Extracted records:
.....
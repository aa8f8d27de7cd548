//! Bind extraction from rule conditions.
//!
//! Every `$x : ...` in a rule's `when` part is visible throughout that rule
//! and throughout every rule that (transitively) `extends` it. The
//! inheritance graph is user-written and may contain cycles, so the walk
//! keeps a `visited` set of [`RuleId`]s and stops at the first revisit.

use rustc_hash::FxHashSet;
use smol_str::SmolStr;
use tokio_util::sync::CancellationToken;

use super::config::ResolveConfig;
use super::error::{ScopeError, ScopeResult};
use super::ids::{LocalRuleId, RuleId};
use super::symbols::{Origin, SourceLocation, Symbol, SymbolKind};
use super::types::{PrimitiveType, TypeRef};
use crate::base::{FileId, TextSize};
use crate::syntax::{Pattern, PatternKind, Rule, RuleFile};

/// The shape of pattern that introduced a bind.
#[derive(Clone, Copy, Debug, PartialEq, Eq, Hash)]
pub enum BindKind {
    /// `$f : Fact()`
    Simple,
    /// `Fact( $n : name )`
    Field,
    /// `$p : /persons`
    Path,
    /// `accumulate( ... ; $total : sum($x) )`
    Accumulate,
}

/// Which [`BindKind`]s a walk collects.
#[derive(Clone, Copy, Debug, PartialEq, Eq, Hash)]
pub struct BindFilter {
    pub simple: bool,
    pub field: bool,
    pub path: bool,
    pub accumulate: bool,
}

impl BindFilter {
    pub const ALL: Self = Self {
        simple: true,
        field: true,
        path: true,
        accumulate: true,
    };

    /// Everything except OOPath binds.
    pub const PATTERNS: Self = Self {
        simple: true,
        field: true,
        path: false,
        accumulate: true,
    };

    pub const PATHS: Self = Self {
        simple: false,
        field: false,
        path: true,
        accumulate: false,
    };

    pub fn contains(self, kind: BindKind) -> bool {
        match kind {
            BindKind::Simple => self.simple,
            BindKind::Field => self.field,
            BindKind::Path => self.path,
            BindKind::Accumulate => self.accumulate,
        }
    }
}

/// Walks a rule and its ancestors collecting binds.
pub struct BindingWalker<'a> {
    file: &'a RuleFile,
    file_id: FileId,
    config: &'a ResolveConfig,
    cancellation: Option<&'a CancellationToken>,
}

impl<'a> BindingWalker<'a> {
    pub fn new(file: &'a RuleFile, file_id: FileId, config: &'a ResolveConfig) -> Self {
        Self {
            file,
            file_id,
            config,
            cancellation: None,
        }
    }

    pub fn with_cancellation(mut self, token: Option<&'a CancellationToken>) -> Self {
        self.cancellation = token;
        self
    }

    /// Binds visible at `position`: those of the enclosing rule first, then
    /// those inherited through `extends`, nearest ancestor first.
    ///
    /// Outside any rule there is nothing to collect.
    pub fn collect(&self, position: TextSize, filter: BindFilter) -> ScopeResult<Vec<Symbol>> {
        match self.file.rule_at(position) {
            Some((index, _)) => self.collect_from_rule(index, filter),
            None => Ok(Vec::new()),
        }
    }

    /// Binds visible anywhere inside the rule at `index`.
    pub fn collect_from_rule(&self, index: usize, filter: BindFilter) -> ScopeResult<Vec<Symbol>> {
        let mut visited: FxHashSet<RuleId> = FxHashSet::default();
        let mut seen: FxHashSet<(SmolStr, RuleId)> = FxHashSet::default();
        let mut out = Vec::new();

        let mut current = Some(index);
        while let Some(index) = current {
            self.check_cancelled()?;
            let Some(rule) = self.file.rules.get(index) else {
                break;
            };
            let id = RuleId::new(self.file_id, LocalRuleId::from(index));
            if !visited.insert(id) {
                tracing::debug!("[BINDINGS] inheritance cycle reached rule '{}' again", rule.name);
                break;
            }

            self.collect_patterns(rule, id, &rule.condition.patterns, filter, &mut seen, &mut out)?;
            current = self.parent_of(rule);
        }

        Ok(out)
    }

    fn parent_of(&self, rule: &Rule) -> Option<usize> {
        let parent = rule.parent.as_ref()?;
        let found = self.file.rule_by_name(&parent.name).map(|(index, _)| index);
        if found.is_none() {
            tracing::trace!(
                "[BINDINGS] rule '{}' extends unknown rule '{}'",
                rule.name,
                parent.name
            );
        }
        found
    }

    fn collect_patterns(
        &self,
        rule: &Rule,
        id: RuleId,
        patterns: &[Pattern],
        filter: BindFilter,
        seen: &mut FxHashSet<(SmolStr, RuleId)>,
        out: &mut Vec<Symbol>,
    ) -> ScopeResult<()> {
        for pattern in patterns {
            self.check_cancelled()?;
            if let Some(symbol) = self.bind_symbol(rule, pattern, filter) {
                if seen.insert((symbol.name.clone(), id)) {
                    out.push(symbol);
                }
            }
            self.collect_patterns(rule, id, pattern.children(), filter, seen, out)?;
        }
        Ok(())
    }

    fn bind_symbol(&self, rule: &Rule, pattern: &Pattern, filter: BindFilter) -> Option<Symbol> {
        let (kind, name, ty) = match &pattern.kind {
            PatternKind::Bind {
                name: Some(name),
                constrained_type,
                ..
            } => (BindKind::Simple, name, Some(TypeRef::parse(constrained_type))),
            PatternKind::FieldBind { name, .. } => (BindKind::Field, name, None),
            PatternKind::PathBind {
                name: Some(name),
                segments,
            } => {
                // A bare `$p : /` binds nothing.
                if segments.first().is_none_or(|s| s.name.is_empty()) {
                    return None;
                }
                (BindKind::Path, name, None)
            }
            PatternKind::Accumulate { name, function, .. } => {
                let ty = self
                    .config
                    .is_integer_aggregate(function)
                    .then_some(TypeRef::Primitive(PrimitiveType::Int));
                (BindKind::Accumulate, name, ty)
            }
            _ => return None,
        };
        if !filter.contains(kind) || name.is_empty() {
            return None;
        }

        let origin = match kind {
            BindKind::Path => Origin::PathBind,
            _ => Origin::PatternBind,
        };
        let mut symbol = Symbol::new(
            name.clone(),
            SymbolKind::Variable,
            origin,
            SourceLocation::tree(self.file_id, pattern.range),
        )
        .with_container(rule.name.clone());
        symbol.declared_type = ty;
        Some(symbol)
    }

    fn check_cancelled(&self) -> ScopeResult<()> {
        match self.cancellation {
            Some(token) if token.is_cancelled() => Err(ScopeError::Cancelled),
            _ => Ok(()),
        }
    }
}

/// Every bind visible at `position`, with the default configuration.
pub fn all_bindings_visible_at(
    file: &RuleFile,
    file_id: FileId,
    position: TextSize,
) -> Vec<Symbol> {
    all_bindings_visible_at_matching(file, file_id, position, BindFilter::ALL)
}

/// Like [`all_bindings_visible_at`], restricted to `filter`.
pub fn all_bindings_visible_at_matching(
    file: &RuleFile,
    file_id: FileId,
    position: TextSize,
    filter: BindFilter,
) -> Vec<Symbol> {
    let config = ResolveConfig::default();
    // Without a cancellation token the walk cannot fail.
    BindingWalker::new(file, file_id, &config)
        .collect(position, filter)
        .unwrap_or_default()
}
//! Each declaration provider against the fixture type system.

use drlscope::TextSize;
use drlscope::hir::{
    ImplicitVariable, Origin, ResolveConfig, ResolveRequest, ScopeResolver, SearchScope,
    SourceLocation, Symbol, SymbolKind, TypeDescriptor, TypeLookup, TypeRef, TypeRegistry,
    probe_implicit_variables,
};
use drlscope::syntax::{Expr, PatternKind, RuleFile, RuleFileBuilder};

use crate::helpers::symbol_assertions::{action_start, get_symbol, names_from, statement_start};
use crate::helpers::type_fixtures::{
    HELPER, LEGACY_HELPER, RULE_CONTEXT, TYPES, snapshot, types_with,
};

fn resolve_at(file: RuleFile, position: TextSize) -> Vec<Symbol> {
    resolve_with(file, position, &TYPES)
}

fn resolve_with(file: RuleFile, position: TextSize, types: &TypeRegistry) -> Vec<Symbol> {
    let snapshot = snapshot(file);
    ScopeResolver::default()
        .collect(&snapshot, types, &ResolveRequest::at(position))
        .unwrap()
}

fn empty_rule(builder: RuleFileBuilder) -> RuleFile {
    builder
        .rule("R", |r| {
            r.then(|a| {
                a.expr(Expr::name("x"));
            });
        })
        .build()
}

// ============================================================================
// FILE DECLARATIONS
// ============================================================================

#[test]
fn test_declared_types_are_package_qualified() {
    let file = empty_rule(
        RuleFileBuilder::new()
            .package("org.example")
            .declare_class("Reading", &[("value", "int")])
            .declare_enum("Level"),
    );
    let position = action_start(&file, "R");

    let symbols = resolve_at(file, position);

    assert_eq!(names_from(&symbols, Origin::DeclaredType), vec!["Reading", "Level"]);
    let reading = get_symbol(&symbols, "Reading");
    assert_eq!(reading.kind, SymbolKind::Type);
    assert_eq!(reading.declared_type, Some(TypeRef::named("org.example.Reading")));
    assert!(matches!(reading.location, SourceLocation::Tree { .. }));
}

#[test]
fn test_functions_and_globals_visible_everywhere() {
    let file = empty_rule(
        RuleFileBuilder::new()
            .function(Some("int"), "twice", &[("int", "n")])
            .function(None, "log", &[])
            .global("java.util.List", "items"),
    );
    let outside_rules = file.globals[0].range.start();

    let symbols = resolve_at(file, outside_rules);

    assert_eq!(names_from(&symbols, Origin::Function), vec!["twice", "log"]);
    assert_eq!(get_symbol(&symbols, "twice").declared_type, Some(TypeRef::parse("int")));
    assert_eq!(get_symbol(&symbols, "log").declared_type, None);
    assert_eq!(names_from(&symbols, Origin::Global), vec!["items"]);
}

// ============================================================================
// IMPORTS
// ============================================================================

#[test]
fn test_static_wildcard_import_brings_only_static_members() {
    let file = empty_rule(RuleFileBuilder::new().import_static("org.example.Utils.*"));
    let position = action_start(&file, "R");

    let symbols = resolve_at(file, position);

    // both overloads of clamp collapse into one function symbol
    assert_eq!(names_from(&symbols, Origin::ImportedStatic), vec!["MAX", "clamp"]);
    assert_eq!(get_symbol(&symbols, "MAX").kind, SymbolKind::Variable);
    assert_eq!(
        get_symbol(&symbols, "MAX").location,
        SourceLocation::host("org.example.Utils", Some("MAX"))
    );
}

#[test]
fn test_static_member_import_and_duplicates() {
    let file = empty_rule(
        RuleFileBuilder::new()
            .import_static("org.example.Utils.MAX")
            .import_static("org.example.Utils.*")
            .import_static("org.example.Missing.*"),
    );
    let position = action_start(&file, "R");

    let symbols = resolve_at(file, position);

    assert_eq!(names_from(&symbols, Origin::ImportedStatic), vec!["MAX", "clamp"]);
}

#[test]
fn test_function_import_brings_every_overload() {
    let file = empty_rule(
        RuleFileBuilder::new()
            .import_function("org.example.Utils.clamp")
            .import_function("org.example.Utils.absent"),
    );
    let position = action_start(&file, "R");

    let symbols = resolve_at(file, position);
    let returns: Vec<_> = symbols
        .iter()
        .filter(|s| s.origin == Origin::ImportedFunction)
        .map(|s| s.declared_type.as_ref().map(ToString::to_string))
        .collect();

    assert_eq!(returns, vec![Some("int".to_string()), Some("long".to_string())]);
}

#[test]
fn test_class_import_uses_simple_name() {
    let file = empty_rule(
        RuleFileBuilder::new()
            .import_class("org.example.Person")
            .import_class("org.nowhere.Ghost"),
    );
    let position = action_start(&file, "R");

    let symbols = resolve_at(file, position);

    assert_eq!(names_from(&symbols, Origin::ImportedClass), vec!["Person"]);
    assert_eq!(
        get_symbol(&symbols, "Person").declared_type,
        Some(TypeRef::named("org.example.Person"))
    );
}

#[test]
fn test_package_imports_own_package_and_implicit_packages() {
    let file = empty_rule(
        RuleFileBuilder::new()
            .package("org.example.model")
            .import_package("org.example.model")
            .import_package("org.unknown"),
    );
    let position = action_start(&file, "R");

    let symbols = resolve_at(file, position);

    // the own package repeats the wildcard import and is contributed once
    assert_eq!(
        names_from(&symbols, Origin::ImportedPackage),
        vec!["org.example.model", "Order", "Item", "java.lang", "String"]
    );
    let order = get_symbol(&symbols, "Order");
    assert_eq!(order.container.as_deref(), Some("org.example.model"));
}

#[test]
fn test_project_scope_hides_library_types() {
    let file = empty_rule(RuleFileBuilder::new().package("org.example.model"));
    let position = action_start(&file, "R");
    let snapshot = snapshot(file);
    let config = ResolveConfig::default().with_search_scope(SearchScope::Project);
    let resolver = ScopeResolver::new(config);

    let symbols = resolver
        .collect(&snapshot, &*TYPES, &ResolveRequest::at(position))
        .unwrap();

    assert_eq!(
        names_from(&symbols, Origin::ImportedPackage),
        vec!["org.example.model", "Order", "Item"]
    );
    // implicit variables are always probed in the libraries
    assert!(!names_from(&symbols, Origin::ImplicitVariable).is_empty());
}

// ============================================================================
// IMPLICIT VARIABLES
// ============================================================================

#[test]
fn test_implicit_falls_back_to_lower_priority_candidate() {
    // The legacy helper is absent from the fixture; the current one is present.
    assert!(TYPES.find_type(LEGACY_HELPER, SearchScope::WithLibraries).is_none());

    let resolved = probe_implicit_variables(&*TYPES, &ResolveConfig::default());
    let drools = resolved.iter().find(|r| r.name == "drools").unwrap();

    assert_eq!(drools.descriptor.qualified_name, HELPER);
    assert!(drools.exposes_members);
}

#[test]
fn test_implicit_picks_highest_priority_candidate_present() {
    let types = types_with(vec![TypeDescriptor::new(LEGACY_HELPER).in_library()]);

    let resolved = probe_implicit_variables(&types, &ResolveConfig::default());
    let drools = resolved.iter().find(|r| r.name == "drools").unwrap();

    assert_eq!(drools.descriptor.qualified_name, LEGACY_HELPER);
}

#[test]
fn test_unresolvable_implicit_contributes_nothing() {
    let config = ResolveConfig::default().with_implicit_variables(vec![
        ImplicitVariable::new("ghost", &["org.nowhere.Ghost"]),
        ImplicitVariable::new("kcontext", &[RULE_CONTEXT]),
    ]);

    let resolved = probe_implicit_variables(&*TYPES, &config);

    let names: Vec<_> = resolved.iter().map(|r| r.name.as_str()).collect();
    assert_eq!(names, vec!["kcontext"]);
}

#[test]
fn test_implicit_variables_only_in_action() {
    let file = RuleFileBuilder::new()
        .rule("R", |r| {
            r.when(|c| {
                c.bind("$f", "Fact");
            });
            r.then(|a| {
                a.expr(Expr::call(None, "update", vec![Expr::name("$f")]));
            });
        })
        .build();
    let in_condition = file.rules[0].condition.range.start();
    let in_action = statement_start(&file, "R", 0);

    let condition = resolve_at(file.clone(), in_condition);
    let action = resolve_at(file, in_action);

    assert!(names_from(&condition, Origin::ImplicitVariable).is_empty());
    assert_eq!(
        names_from(&action, Origin::ImplicitVariable),
        vec!["kcontext", "drools", "update", "insert"]
    );
    let drools = get_symbol(&action, "drools");
    assert_eq!(drools.declared_type, Some(TypeRef::named(HELPER)));
    assert_eq!(get_symbol(&action, "update").kind, SymbolKind::Function);
}

#[test]
fn test_shared_resolver_probes_each_type_lookup() {
    let file = empty_rule(RuleFileBuilder::new());
    let position = statement_start(&file, "R", 0);
    let snapshot = snapshot(file);
    let context_only = TypeRegistry::new().with(TypeDescriptor::new(RULE_CONTEXT).in_library());
    let helper_only = TypeRegistry::new().with(TypeDescriptor::new(HELPER).in_library());
    let resolver = ScopeResolver::default();
    let request = ResolveRequest::at(position);

    let with_context = resolver.collect(&snapshot, &context_only, &request).unwrap();
    let with_helper = resolver.collect(&snapshot, &helper_only, &request).unwrap();

    assert_eq!(
        get_symbol(&with_context, "drools").declared_type,
        Some(TypeRef::named(RULE_CONTEXT))
    );
    assert_eq!(
        get_symbol(&with_helper, "drools").declared_type,
        Some(TypeRef::named(HELPER))
    );
    assert_eq!(names_from(&with_helper, Origin::ImplicitVariable), vec!["drools"]);
}

// ============================================================================
// RULE UNITS
// ============================================================================

fn unit_file() -> RuleFile {
    RuleFileBuilder::new()
        .package("org.example")
        .unit("PersonUnit")
        .rule("R", |r| {
            r.when(|c| {
                c.path(Some("$city"), &["persons", "address", "city"]);
            });
            r.then(|a| {
                a.expr(Expr::call(None, "log", vec![Expr::name("$city")]));
            });
        })
        .build()
}

#[test]
fn test_unit_members_visible_inside_rules() {
    let file = unit_file();
    let position = statement_start(&file, "R", 0);

    let symbols = resolve_at(file, position);

    let functions: Vec<_> = symbols
        .iter()
        .filter(|s| s.origin == Origin::UnitMember && s.kind == SymbolKind::Function)
        .map(|s| s.name.as_str())
        .collect();
    let properties: Vec<_> = symbols
        .iter()
        .filter(|s| s.origin == Origin::UnitMember && s.kind == SymbolKind::Variable)
        .map(|s| s.name.as_str())
        .collect();
    assert_eq!(functions, vec!["getPersons", "getThreshold", "setThreshold", "log"]);
    assert_eq!(properties, vec!["persons", "threshold"]);
    assert_eq!(
        get_symbol(&symbols, "threshold").location,
        SourceLocation::host("org.example.PersonUnit", Some("getThreshold"))
    );
}

#[test]
fn test_unit_members_not_visible_outside_rules() {
    let file = unit_file();
    let outside = file.range.start();

    let symbols = resolve_at(file, outside);

    assert!(names_from(&symbols, Origin::UnitMember).is_empty());
}

/// Start of each segment of the first pattern of the first rule.
fn segment_starts(file: &RuleFile) -> Vec<TextSize> {
    match &file.rules[0].condition.patterns[0].kind {
        PatternKind::PathBind { segments, .. } => {
            segments.iter().map(|s| s.range.start()).collect()
        }
        other => panic!("expected path, got {:?}", other),
    }
}

#[test]
fn test_path_segments_resolve_through_container_types() {
    let file = unit_file();
    let segment_starts = segment_starts(&file);

    let segment = |index: usize| -> Symbol {
        let symbols = resolve_at(file.clone(), segment_starts[index]);
        let mut segments: Vec<_> = symbols
            .into_iter()
            .filter(|s| s.origin == Origin::PathSegmentProperty)
            .collect();
        assert_eq!(segments.len(), 1, "one segment symbol at index {}", index);
        segments.remove(0)
    };

    let persons = segment(0);
    assert_eq!(persons.name, "persons");
    // DataStore<Person> unwraps to its element
    assert_eq!(persons.declared_type, Some(TypeRef::named("Person")));
    assert_eq!(persons.container.as_deref(), Some("org.example.PersonUnit"));

    let address = segment(1);
    assert_eq!(address.declared_type, Some(TypeRef::named("org.example.Address")));
    assert_eq!(address.container.as_deref(), Some("org.example.Person"));

    let city = segment(2);
    assert_eq!(city.declared_type, Some(TypeRef::string()));
    assert_eq!(city.container.as_deref(), Some("org.example.Address"));
}

#[test]
fn test_unknown_path_segment_contributes_nothing() {
    let file = RuleFileBuilder::new()
        .package("org.example")
        .unit("PersonUnit")
        .rule("R", |r| {
            r.when(|c| {
                c.path(Some("$x"), &["nobody"]);
            });
        })
        .build();
    let position = segment_starts(&file)[0];

    let symbols = resolve_at(file, position);

    assert!(names_from(&symbols, Origin::PathSegmentProperty).is_empty());
    assert_eq!(names_from(&symbols, Origin::PathBind), vec!["$x"]);
}

// ============================================================================
// CAPABILITIES
// ============================================================================

#[test]
fn test_capabilities_differ_between_sections() {
    let file = unit_file();
    let in_condition = file.rules[0].condition.range.start();
    let in_action = statement_start(&file, "R", 0);
    let snapshot = snapshot(file);
    let resolver = ScopeResolver::default();

    let condition = resolver
        .capabilities(&snapshot, &*TYPES, &ResolveRequest::at(in_condition))
        .unwrap();
    let action = resolver
        .capabilities(&snapshot, &*TYPES, &ResolveRequest::at(in_action))
        .unwrap();

    assert_eq!(
        condition,
        vec![Origin::ImportedPackage, Origin::UnitMember, Origin::PathBind]
    );
    assert_eq!(
        action,
        vec![
            Origin::ImportedPackage,
            Origin::ImplicitVariable,
            Origin::UnitMember,
            Origin::PathBind
        ]
    );
}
.....
The problem:
For each line in the data above that contains the string "PersonUnit", extract the line.

Answer section:
        .unit("PersonUnit")
        SourceLocation::host("org.example.PersonUnit", Some("getThreshold"))
    assert_eq!(persons.container.as_deref(), Some("org.example.PersonUnit"));
        .unit("PersonUnit")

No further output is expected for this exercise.